If I was capable of hate, I would hate society.

This isn't the way we're supposed to live! Somewhere along the Way we went horribly wrong. I feel this with every part of my being. I look out at society with a bitter mix of frustration and pain.

I feel like a change is needed. A big change. I feel like I should do something...like I have to do something. But what? I'm left in the dark there.

The decisions I've made I'm happy with. But they are, more and more, excluding me from the society around me. I feel distance. Detatched. Emotionally numb at times.

In a way it's necessary to me, the suppression of emotion. It is the least understood aspect of my being, right now. Logic and intuition take over, smashing the delicate fractals of emotion into tiny bits. Tiny bits are good for logic, you see. Dissasseble, investigate. Break down the problem into smaller peices - they are easier to solve.

I've come to the conclusion, and I happily accept it, that I will never be a part of society as it is today. It's just too fucked up for me.
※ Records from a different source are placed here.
//! Reconciles one or two prober documents into a fixed-shape record.

use crate::probe::{ProbeError, ProbeFormat, ProbeQuery, Prober};
use crate::resolution::{resolution_tier, ResolutionTier};
use std::fs;
use std::path::{Path, PathBuf};
use thiserror::Error;
use tracing::{debug, warn};

/// Technical metadata for one video file.
#[derive(Debug, Clone, PartialEq, Eq)]
pub struct VideoMetadata {
    pub path: PathBuf,
    pub width: u32,
    pub height: u32,
    /// Bits per second, 0 when neither query reported it.
    pub bit_rate: u64,
    /// Whole seconds, 0 when neither query reported it.
    pub duration_secs: u64,
    pub size_bytes: u64,
}

impl VideoMetadata {
    pub fn resolution_tier(&self) -> ResolutionTier {
        resolution_tier(i64::from(self.width))
    }

    fn needs_format_query(&self) -> bool {
        self.duration_secs == 0 || self.bit_rate == 0
    }
}

#[derive(Debug, Error)]
pub enum Unavailability {
    #[error(transparent)]
    Probe(#[from] ProbeError),
    #[error("size lookup failed: {0}")]
    Size(#[from] std::io::Error),
}

#[derive(Debug, Error)]
pub enum MetadataError {
    #[error("metadata unavailable for {}: {cause}", path.display())]
    Unavailable {
        path: PathBuf,
        #[source]
        cause: Unavailability,
    },
    #[error("no video stream in {}", path.display())]
    NoVideoStream { path: PathBuf },
    #[error("invalid width {width} in {}", path.display())]
    InvalidWidth { path: PathBuf, width: i64 },
}

impl MetadataError {
    fn unavailable(path: &Path, cause: impl Into<Unavailability>) -> Self {
        Self::Unavailable {
            path: path.to_path_buf(),
            cause: cause.into(),
        }
    }
}

/// Probes `path` and assembles its [`VideoMetadata`].
///
/// The stream query runs first. When it leaves duration or bit rate at zero
/// the format query runs as well and both fields are taken from its `format`
/// section, even if only one of them was missing. A failed format query
/// leaves both at zero instead of failing the record.
pub fn reconcile<P>(path: &Path, prober: &P) -> Result<VideoMetadata, MetadataError>
where
    P: Prober + ?Sized,
{
    let primary = prober
        .probe(path, ProbeQuery::Stream)
        .map_err(|error| MetadataError::unavailable(path, error))?;
    debug!(?primary, "stream query for {}", path.display());

    let stream = primary
        .streams
        .into_iter()
        .next()
        .ok_or_else(|| MetadataError::NoVideoStream {
            path: path.to_path_buf(),
        })?;

    let width = match stream.width {
        Some(width) if width > 0 => u32::try_from(width).map_err(|_| MetadataError::InvalidWidth {
            path: path.to_path_buf(),
            width,
        })?,
        other => {
            return Err(MetadataError::InvalidWidth {
                path: path.to_path_buf(),
                width: other.unwrap_or(0),
            })
        }
    };

    let mut metadata = VideoMetadata {
        path: path.to_path_buf(),
        width,
        height: stream
            .height
            .and_then(|height| u32::try_from(height).ok())
            .unwrap_or(0),
        bit_rate: stream
            .bit_rate
            .and_then(|value| value.bits_per_second())
            .unwrap_or(0),
        duration_secs: stream
            .duration
            .and_then(|value| value.whole_seconds())
            .unwrap_or(0),
        size_bytes: 0,
    };

    if metadata.needs_format_query() {
        let format = match prober.probe(path, ProbeQuery::Format) {
            Ok(document) => {
                debug!(format = ?document.format, "format query for {}", path.display());
                document.format.unwrap_or_default()
            }
            Err(error) => {
                warn!("Supplemental probe failed for \"{}\": {error}", path.display());
                ProbeFormat::default()
            }
        };
        metadata.duration_secs = format
            .duration
            .and_then(|value| value.whole_seconds())
            .unwrap_or(0);
        metadata.bit_rate = format
            .bit_rate
            .and_then(|value| value.bits_per_second())
            .unwrap_or(0);
    }

    metadata.size_bytes = fs::metadata(path)
        .map_err(|error| MetadataError::unavailable(path, error))?
        .len();

    Ok(metadata)
}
I don't want to be a part of it.

But there's the problem. Most, if not all, of those I care about are still firmly entrenched in their society. Still unwilling to look outside the door.

I've tried explaining. I've tried subtle suggestion. It doesn't work. They're just too damn unwilling to look beyond what they see.

I feel like a frickin alien. This isn't "natural" to me. This doesn't feel like "home" to me.

I've made my decisions, but there's still time to "go back". Down one path I feel nothing but loneliness and trouble. No one I could marry. No children I could have. I always wanted kids, some day. The other path is complacency. The wife. The kids. The dog. The house. Become a "functional" member of society.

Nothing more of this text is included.